Poderíamos pensar que sua reação foi um divisor de águas, que a partir daí, Mathias se rebelou e nunca mais passou por isso. Não.

Há três anos, Mathias enfrentou uma depressão. Seus pais, solidários à sua dor, decidiram mudá-lo de escola e isso foi positivo. Hoje, ele consegue falar abertamente sobre o que viveu: “as pessoas me chamavam de bicha, de feminino. Na minha antiga escola, me xingavam de gordo e chato. Eu não tinha amigos mas eu não contava para ninguém. Até que eu não consegui mais segurar e me abri com a minha irmã, e ela me ajudou a encontrar, com a ajuda dos meus pais, uma terapia. A partir desse momento minha vida mudou para melhor”.

Importante ressaltar que a Alemanha incentiva um convívio respeitoso, com iniciativas estatais e sociais permanentes contra o racismo. A lei fundamental da constituição alemã se baseia na intangibilidade da dignidade humana. Mesmo assim, os valores básicos da democracia precisam ser difundidos e defendidos regularmente com programas governamentais e a participação da sociedade civil. Há um Plano Nacional de Ação contra o Racismo, atualizado pelo governo federal em junho de 2017, que condena também a discriminação de homossexuais e transexuais.

A Aliança pela Democracia e a Tolerância – contra o Extremismo e a Violência reúne em todo o país um grande número de associações, grupos e projetos, e tem como objetivo engajar a população na causa. Existe uma página da Aliança na internet e todo o cidadão pode procurar as iniciativas disponíveis na sua região.

Nos estados federados alemães são promovidos trabalhos educativos contra a discriminação e o racismo. Cerca de 2.500 escolas na Alemanha já aderiram à rede europeia “Escola sem Racismo – Escola com Coragem”.

Quando do atentado da extrema direita no início desse ano em Hanau, no qual foram assassinadas dez pessoas, a chanceler Angela Merkel condenou o crime e lamentou o aumento da violência racista. “O racismo é um veneno. O ódio é um veneno. Esse veneno existe na nossa sociedade e já é culpado por demasiados crimes.”

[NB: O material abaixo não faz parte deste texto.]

//! Persistent cache of the last validated license.
//!
//! Hosts keep at most one `(token, plaintext)` record per namespace id so a
//! license entered once can be re-validated offline on later launches. The
//! validator depends on `Arc<dyn LicenseCache>` and never on a concrete
//! store; tests use [`MemoryCache`].

use crate::error::{LicenseError, LicenseResult};
use serde::{Deserialize, Serialize};
use sha2::{Digest, Sha256};
use std::collections::HashMap;
use std::fmt;
use std::fs::{self, OpenOptions};
use std::io::{ErrorKind, Write};
use std::path::{Path, PathBuf};
use std::sync::Mutex;
use tracing::debug;

/// Suffix appended to the host application id to form its namespace id.
pub const NAMESPACE_SUFFIX: &str = ".license";

/// Identifies the single cached license record of one installation.
#[derive(Debug, Clone, PartialEq, Eq, Hash, Serialize, Deserialize)]
#[serde(transparent)]
pub struct NamespaceId(String);

impl NamespaceId {
    /// Wraps a raw namespace id. Returns `None` for a blank id.
    #[must_use]
    pub fn new(id: impl Into<String>) -> Option<Self> {
        let id = id.into();
        if id.trim().is_empty() {
            None
        } else {
            Some(Self(id))
        }
    }

    /// Derives the namespace id of a host application, e.g.
    /// `com.example.app` → `com.example.app.license`.
    ///
    /// Returns `None` when the host has no usable identifier; callers then
    /// treat the cache as unavailable.
    #[must_use]
    pub fn for_application(app_id: &str) -> Option<Self> {
        let app_id = app_id.trim();
        if app_id.is_empty() {
            return None;
        }
        Some(Self(format!("{app_id}{NAMESPACE_SUFFIX}")))
    }

    /// Returns the id as a string slice.
    #[must_use]
    pub fn as_str(&self) -> &str {
        &self.0
    }
}

impl fmt::Display for NamespaceId {
    fn fmt(&self, f: &mut fmt::Formatter<'_>) -> fmt::Result {
        f.write_str(&self.0)
    }
}

/// A cached `(token, plaintext)` pair.
#[derive(Debug, Clone, PartialEq, Eq, Serialize, Deserialize)]
pub struct CachedLicense {
    /// The license token as entered by the user.
    pub token: String,
    /// The plaintext the token was validated against.
    pub plaintext: String,
}

impl CachedLicense {
    /// Creates a cache record.
    #[must_use]
    pub fn new(token: impl Into<String>, plaintext: impl Into<String>) -> Self {
        Self {
            token: token.into(),
            plaintext: plaintext.into(),
        }
    }
}

/// Storage for one cached license per namespace id.
///
/// Implementations must overwrite on `put` and treat `remove` of an absent
/// record as success. No locking is implied across calls; hosts validating
/// concurrently must serialize access themselves.
pub trait LicenseCache: Send + Sync {
    /// Stores `license`, replacing any existing record for `namespace`.
    fn put(&self, namespace: &NamespaceId, license: CachedLicense) -> LicenseResult<()>;

    /// Loads the record for `namespace`, if any.
    fn get(&self, namespace: &NamespaceId) -> LicenseResult<Option<CachedLicense>>;

    /// Deletes the record for `namespace`. Absent records are not an error.
    fn remove(&self, namespace: &NamespaceId) -> LicenseResult<()>;
}

/// In-process cache. Records live as long as the value.
#[derive(Debug, Default)]
pub struct MemoryCache {
    records: Mutex<HashMap<NamespaceId, CachedLicense>>,
}

impl MemoryCache {
    /// Creates an empty cache.
    #[must_use]
    pub fn new() -> Self {
        Self::default()
    }

    /// Returns the number of stored records.
    pub fn len(&self) -> usize {
        self.records.lock().map(|r| r.len()).unwrap_or(0)
    }

    /// Returns true if no records are stored.
    pub fn is_empty(&self) -> bool {
        self.len() == 0
    }

    fn lock(&self) -> LicenseResult<std::sync::MutexGuard<'_, HashMap<NamespaceId, CachedLicense>>> {
        self.records
            .lock()
            .map_err(|_| LicenseError::CacheUnavailable("memory cache lock poisoned".to_string()))
    }
}

impl LicenseCache for MemoryCache {
    fn put(&self, namespace: &NamespaceId, license: CachedLicense) -> LicenseResult<()> {
        self.lock()?.insert(namespace.clone(), license);
        Ok(())
    }

    fn get(&self, namespace: &NamespaceId) -> LicenseResult<Option<CachedLicense>> {
        Ok(self.lock()?.get(namespace).cloned())
    }

    fn remove(&self, namespace: &NamespaceId) -> LicenseResult<()> {
        self.lock()?.remove(namespace);
        Ok(())
    }
}

/// File-backed cache: one JSON record per namespace id in a directory.
///
/// Records are named after the SHA-256 of the namespace id, so distinct ids
/// never share a file. Writes go to a temporary file that is renamed into
/// place, so a reader never sees a half-written record. On Unix the record
/// is created readable by the owner only.
#[derive(Debug, Clone)]
pub struct FileCache {
    dir: PathBuf,
}

impl FileCache {
    /// Creates a cache rooted at `dir`. The directory is created on first write.
    #[must_use]
    pub fn new(dir: impl Into<PathBuf>) -> Self {
        Self { dir: dir.into() }
    }

    /// Returns the platform default directory (`<local data>/tessera/licenses`).
    #[must_use]
    pub fn default_dir() -> Option<PathBuf> {
        dirs::data_local_dir().map(|d| d.join("tessera").join("licenses"))
    }

    /// Creates a cache in the platform default directory.
    pub fn open_default() -> LicenseResult<Self> {
        Self::default_dir().map(Self::new).ok_or_else(|| {
            LicenseError::CacheUnavailable("no local data directory on this platform".to_string())
        })
    }

    /// Returns the cache directory.
    #[must_use]
    pub fn dir(&self) -> &Path {
        &self.dir
    }

    /// Returns the record file for `namespace`.
    #[must_use]
    pub fn record_path(&self, namespace: &NamespaceId) -> PathBuf {
        let name = hex::encode(Sha256::digest(namespace.as_str().as_bytes()));
        self.dir.join(format!("{name}.json"))
    }
}

fn write_private(path: &Path, contents: &[u8]) -> std::io::Result<()> {
    let mut options = OpenOptions::new();
    options.write(true).create_new(true);

    #[cfg(unix)]
    {
        use std::os::unix::fs::OpenOptionsExt;
        options.mode(0o600);
    }

    let mut file = options.open(path)?;
    file.write_all(contents)?;
    file.sync_all()
}

fn io_unavailable(action: &str, path: &Path, e: std::io::Error) -> LicenseError {
    LicenseError::CacheUnavailable(format!("failed to {action} {}: {e}", path.display()))
}

impl LicenseCache for FileCache {
    fn put(&self, namespace: &NamespaceId, license: CachedLicense) -> LicenseResult<()> {
        fs::create_dir_all(&self.dir).map_err(|e| io_unavailable("create", &self.dir, e))?;

        let path = self.record_path(namespace);
        let tmp = path.with_extension("json.tmp");
        let json = serde_json::to_vec(&license)?;

        // A leftover from an interrupted write may carry looser permissions.
        match fs::remove_file(&tmp) {
            Ok(()) => {}
            Err(e) if e.kind() == ErrorKind::NotFound => {}
            Err(e) => return Err(io_unavailable("clear", &tmp, e)),
        }

        if let Err(e) = write_private(&tmp, &json) {
            let _ = fs::remove_file(&tmp);
            return Err(io_unavailable("write", &tmp, e));
        }

        if let Err(e) = fs::rename(&tmp, &path) {
            let _ = fs::remove_file(&tmp);
            return Err(io_unavailable("replace", &path, e));
        }

        debug!("Cached license for namespace {}", namespace);
        Ok(())
    }

    fn get(&self, namespace: &NamespaceId) -> LicenseResult<Option<CachedLicense>> {
        let path = self.record_path(namespace);
        let contents = match fs::read(&path) {
            Ok(contents) => contents,
            Err(e) if e.kind() == ErrorKind::NotFound => return Ok(None),
            Err(e) => return Err(io_unavailable("read", &path, e)),
        };

        serde_json::from_slice(&contents).map(Some).map_err(|e| {
            LicenseError::CacheUnavailable(format!("corrupt record {}: {e}", path.display()))
        })
    }

    fn remove(&self, namespace: &NamespaceId) -> LicenseResult<()> {
        let path = self.record_path(namespace);
        match fs::remove_file(&path) {
            Ok(()) => {
                debug!("Removed cached license for namespace {}", namespace);
                Ok(())
            }
            Err(e) if e.kind() == ErrorKind::NotFound => Ok(()),
            Err(e) => Err(io_unavailable("remove", &path, e)),
        }
    }
}

/// OS keychain cache backed by the `keyring` crate.
///
/// Each namespace id is stored as one credential under `service`.
#[cfg(feature = "keychain")]
#[derive(Debug, Clone)]
pub struct KeychainCache {
    service: String,
}

#[cfg(feature = "keychain")]
impl KeychainCache {
    /// Default keychain service name.
    pub const DEFAULT_SERVICE: &'static str = "tessera-license";

    /// Creates a keychain cache under `service`.
    #[must_use]
    pub fn new(service: impl Into<String>) -> Self {
        Self {
            service: service.into(),
        }
    }

    fn entry(&self, namespace: &NamespaceId) -> LicenseResult<keyring::Entry> {
        keyring::Entry::new(&self.service, namespace.as_str()).map_err(keychain_unavailable)
    }
}

#[cfg(feature = "keychain")]
impl Default for KeychainCache {
    fn default() -> Self {
        Self::new(Self::DEFAULT_SERVICE)
    }
}

#[cfg(feature = "keychain")]
fn keychain_unavailable(e: keyring::Error) -> LicenseError {
    LicenseError::CacheUnavailable(format!("keychain: {e}"))
}

#[cfg(feature = "keychain")]
impl LicenseCache for KeychainCache {
    fn put(&self, namespace: &NamespaceId, license: CachedLicense) -> LicenseResult<()> {
        let json = serde_json::to_string(&license)?;
        self.entry(namespace)?
            .set_password(&json)
            .map_err(keychain_unavailable)
    }

    fn get(&self, namespace: &NamespaceId) -> LicenseResult<Option<CachedLicense>> {
        match self.entry(namespace)?.get_password() {
            Ok(json) => Ok(Some(serde_json::from_str(&json)?)),
            Err(keyring::Error::NoEntry) => Ok(None),
            Err(e) => Err(keychain_unavailable(e)),
        }
    }

    fn remove(&self, namespace: &NamespaceId) -> LicenseResult<()> {
        match self.entry(namespace)?.delete_credential() {
            Ok(()) | Err(keyring::Error::NoEntry) => Ok(()),
            Err(e) => Err(keychain_unavailable(e)),
        }
    }
}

A posição do governo é clara, os investimentos em programas contra o racismo, a discriminação e o preconceito também. Por que então esses crimes ainda acontecem na Alemanha? O que faz com que a alteridade continue sendo indesejada mesmo quando a escola trata do tema? Por que algumas pessoas ainda odeiam o diferente, o estrangeiro que é diferente de mim e que de acordo com as minhas percepções, estaria no mundo somente para me perseguir e me arruinar? Como conceber o outro que é estranho a mim sem me sentir ameaçado por ele? Aquele que, por não ser eu mesmo ou não fazer parte do meu núcleo particular de signos, toma forma de inimigo?

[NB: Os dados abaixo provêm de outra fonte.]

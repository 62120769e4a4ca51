use base64::{engine::general_purpose::STANDARD, Engine};
use chrono::{DateTime, Duration, TimeZone, Utc};
use tessera_crypto::{
    decrypt, decrypt_date, derive_key, encrypt, encrypt_date, CryptoError, EncryptedData,
    KeySize, SymmetricKey, NONCE_SIZE, NO_EXPIRATION, TAG_SIZE,
};

fn test_key() -> SymmetricKey {
    derive_key("MCowBQYDK2VwAyEAA6EHv/POEL4dcN0Y50vAmWfk1jCbpQ1fHdyGZBJVMbg=", KeySize::Bits128)
        .unwrap()
}

fn other_key() -> SymmetricKey {
    derive_key("an unrelated key body", KeySize::Bits128).unwrap()
}

// ── Bytes ────────────────────────────────────────────────────────

#[test]
fn encrypt_decrypt_roundtrip() {
    let key = test_key();
    let encrypted = encrypt(&key, b"Hello, World!").unwrap();
    let decrypted = decrypt(&key, &encrypted).unwrap();
    assert_eq!(decrypted, b"Hello, World!");
}

#[test]
fn every_key_size_roundtrips() {
    let source = "a source string long enough for a 256 bit key";
    for size in [KeySize::Bits128, KeySize::Bits192, KeySize::Bits256] {
        let key = derive_key(source, size).unwrap();
        let encrypted = encrypt(&key, b"payload").unwrap();
        assert_eq!(decrypt(&key, &encrypted).unwrap(), b"payload");
    }
}

#[test]
fn wrong_key_fails_authentication() {
    let encrypted = encrypt(&test_key(), b"Secret").unwrap();
    assert!(matches!(
        decrypt(&other_key(), &encrypted),
        Err(CryptoError::AuthenticationFailed)
    ));
}

#[test]
fn tampered_data_fails_authentication() {
    let key = test_key();
    let mut encrypted = encrypt(&key, b"Secret").unwrap();
    encrypted.ciphertext[0] ^= 0xFF;
    assert!(matches!(
        decrypt(&key, &encrypted),
        Err(CryptoError::AuthenticationFailed)
    ));
}

#[test]
fn same_plaintext_produces_different_ciphertext() {
    let key = test_key();
    let e1 = encrypt(&key, b"Same").unwrap();
    let e2 = encrypt(&key, b"Same").unwrap();
    assert_ne!(e1.nonce, e2.nonce);
    assert_ne!(e1.ciphertext, e2.ciphertext);
}

#[test]
fn ciphertext_carries_tag() {
    let encrypted = encrypt(&test_key(), b"test").unwrap();
    assert_eq!(encrypted.ciphertext.len(), 4 + TAG_SIZE);
    assert_eq!(encrypted.len(), NONCE_SIZE + 4 + TAG_SIZE);
}

// ── EncryptedData ────────────────────────────────────────────────

#[test]
fn base64_is_nonce_then_ciphertext() {
    let encrypted = encrypt(&test_key(), b"Data").unwrap();
    let raw = STANDARD.decode(encrypted.to_base64()).unwrap();
    assert_eq!(&raw[..NONCE_SIZE], &encrypted.nonce);
    assert_eq!(&raw[NONCE_SIZE..], encrypted.ciphertext.as_slice());
}

#[test]
fn base64_roundtrip() {
    let encrypted = encrypt(&test_key(), b"Data").unwrap();
    let decoded = EncryptedData::from_base64(&encrypted.to_base64()).unwrap();
    assert_eq!(encrypted, decoded);
}

#[test]
fn base64_too_short_fails() {
    // Less than NONCE_SIZE + TAG_SIZE = 28 bytes
    let short = STANDARD.encode([0u8; 27]);
    assert!(matches!(
        EncryptedData::from_base64(&short),
        Err(CryptoError::MalformedCipherText(_))
    ));
}

#[test]
fn base64_invalid_fails() {
    assert!(matches!(
        EncryptedData::from_base64("!!!not-base64!!!"),
        Err(CryptoError::MalformedCipherText(_))
    ));
}

#[test]
fn url_safe_alphabet_is_rejected() {
    let encrypted = encrypt(&test_key(), &[0xfb; 40]).unwrap();
    let url_safe = encrypted.to_base64().replace('+', "-").replace('/', "_");
    if url_safe != encrypted.to_base64() {
        assert!(EncryptedData::from_base64(&url_safe).is_err());
    }
}

// ── Dates ────────────────────────────────────────────────────────

#[test]
fn absent_date_roundtrips_to_none() {
    let key = test_key();
    let sealed = encrypt_date(None, &key).unwrap();
    assert_eq!(decrypt_date(&sealed, &key).unwrap(), None);
}

#[test]
fn absent_date_seals_sentinel() {
    let key = test_key();
    let sealed = encrypt_date(None, &key).unwrap();
    let payload = decrypt(&key, &EncryptedData::from_base64(&sealed).unwrap()).unwrap();
    assert_eq!(payload, NO_EXPIRATION.as_bytes());
}

#[test]
fn date_roundtrips_at_second_precision() {
    let key = test_key();
    let date = Utc.with_ymd_and_hms(2031, 7, 4, 12, 30, 45).unwrap()
        + Duration::milliseconds(987);
    let sealed = encrypt_date(Some(&date), &key).unwrap();
    let opened = decrypt_date(&sealed, &key).unwrap().unwrap();
    assert_eq!(opened, Utc.with_ymd_and_hms(2031, 7, 4, 12, 30, 45).unwrap());
}

#[test]
fn date_payload_is_iso8601_utc() {
    let key = test_key();
    let date = Utc.with_ymd_and_hms(2030, 1, 1, 0, 0, 0).unwrap();
    let sealed = encrypt_date(Some(&date), &key).unwrap();
    let payload = decrypt(&key, &EncryptedData::from_base64(&sealed).unwrap()).unwrap();
    assert_eq!(payload, b"2030-01-01T00:00:00Z");
}

#[test]
fn extended_year_dates_roundtrip() {
    let key = test_key();
    let far_future = Utc.with_ymd_and_hms(10000, 1, 1, 0, 0, 0).unwrap();
    let before_common_era = Utc.with_ymd_and_hms(-1, 6, 15, 8, 0, 0).unwrap();

    for date in [far_future, before_common_era] {
        let sealed = encrypt_date(Some(&date), &key).unwrap();
        assert_eq!(decrypt_date(&sealed, &key).unwrap(), Some(date));
    }

    let sealed = encrypt_date(Some(&far_future), &key).unwrap();
    let payload = decrypt(&key, &EncryptedData::from_base64(&sealed).unwrap()).unwrap();
    assert_eq!(payload, b"+10000-01-01T00:00:00Z");
}

#[test]
fn representable_extremes_roundtrip() {
    let key = test_key();
    let latest = DateTime::<Utc>::MAX_UTC;
    let earliest = DateTime::<Utc>::MIN_UTC;

    let sealed = encrypt_date(Some(&latest), &key).unwrap();
    assert_eq!(
        decrypt_date(&sealed, &key).unwrap(),
        DateTime::from_timestamp(latest.timestamp(), 0)
    );

    let sealed = encrypt_date(Some(&earliest), &key).unwrap();
    assert_eq!(decrypt_date(&sealed, &key).unwrap(), Some(earliest));
}

#[test]
fn offset_dates_normalize_to_utc() {
    let key = test_key();
    let payload = "2030-01-01T02:00:00+02:00";
    let sealed = encrypt(&key, payload.as_bytes()).unwrap().to_base64();
    let opened: DateTime<Utc> = decrypt_date(&sealed, &key).unwrap().unwrap();
    assert_eq!(opened, Utc.with_ymd_and_hms(2030, 1, 1, 0, 0, 0).unwrap());
}

#[test]
fn gibberish_is_malformed_ciphertext() {
    assert!(matches!(
        decrypt_date("gibberish", &test_key()),
        Err(CryptoError::MalformedCipherText(_))
    ));
}

#[test]
fn date_under_wrong_key_fails_authentication() {
    let sealed = encrypt_date(None, &test_key()).unwrap();
    assert!(matches!(
        decrypt_date(&sealed, &other_key()),
        Err(CryptoError::AuthenticationFailed)
    ));
}

#[test]
fn non_date_payload_is_unparseable() {
    let key = test_key();
    let sealed = encrypt(&key, b"next tuesday").unwrap().to_base64();
    assert!(matches!(
        decrypt_date(&sealed, &key),
        Err(CryptoError::UnparseableDate(_))
    ));
}

#[test]
fn non_utf8_payload_is_unparseable() {
    let key = test_key();
    let sealed = encrypt(&key, &[0xff, 0xfe, 0xfd]).unwrap().to_base64();
    assert!(matches!(
        decrypt_date(&sealed, &key),
        Err(CryptoError::UnparseableDate(_))
    ));
}

#[test]
fn sentinel_match_is_exact() {
    let key = test_key();
    let sealed = encrypt(&key, b"noexpiration").unwrap().to_base64();
    assert!(decrypt_date(&sealed, &key).is_err());
}

#[test]
fn sealed_date_never_contains_delimiter() {
    let key = test_key();
    for _ in 0..32 {
        let sealed = encrypt_date(None, &key).unwrap();
        assert!(!sealed.contains('-'));
    }
}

Pressuposto da Psicanálise é que a nossa constituição como sujeitos se dá a partir do outro, isto é, somos dependentes do reconhecimento da alteridade para que esse processo de subjetivação ocorra. No entanto, é precisamente a presença desse outro, do qual não podemos prescindir, que faz brotar em alguns sentimentos de desconfiança e temor.

Incoerentemente, sentem-se ameaçados por quem possibilitou sua existência como sujeitos.

A discriminação racial e de gênero ainda atravessam o cotidiano de crianças e de adolescentes em muitos países. O resultado disso são feridas emocionais não cicatrizadas. Na vida adulta, são sentidas como dores pontiagudas a cada experiência que atualiza a situação discriminatória passada.

O não reconhecimento do outro que “é diferente”, como assume Mathias, é não compreender o valor imensurável da diferença e, dentro dessa mesma lógica de ignorância, não aceitar a igualdade dos direitos, inclusive o de existir.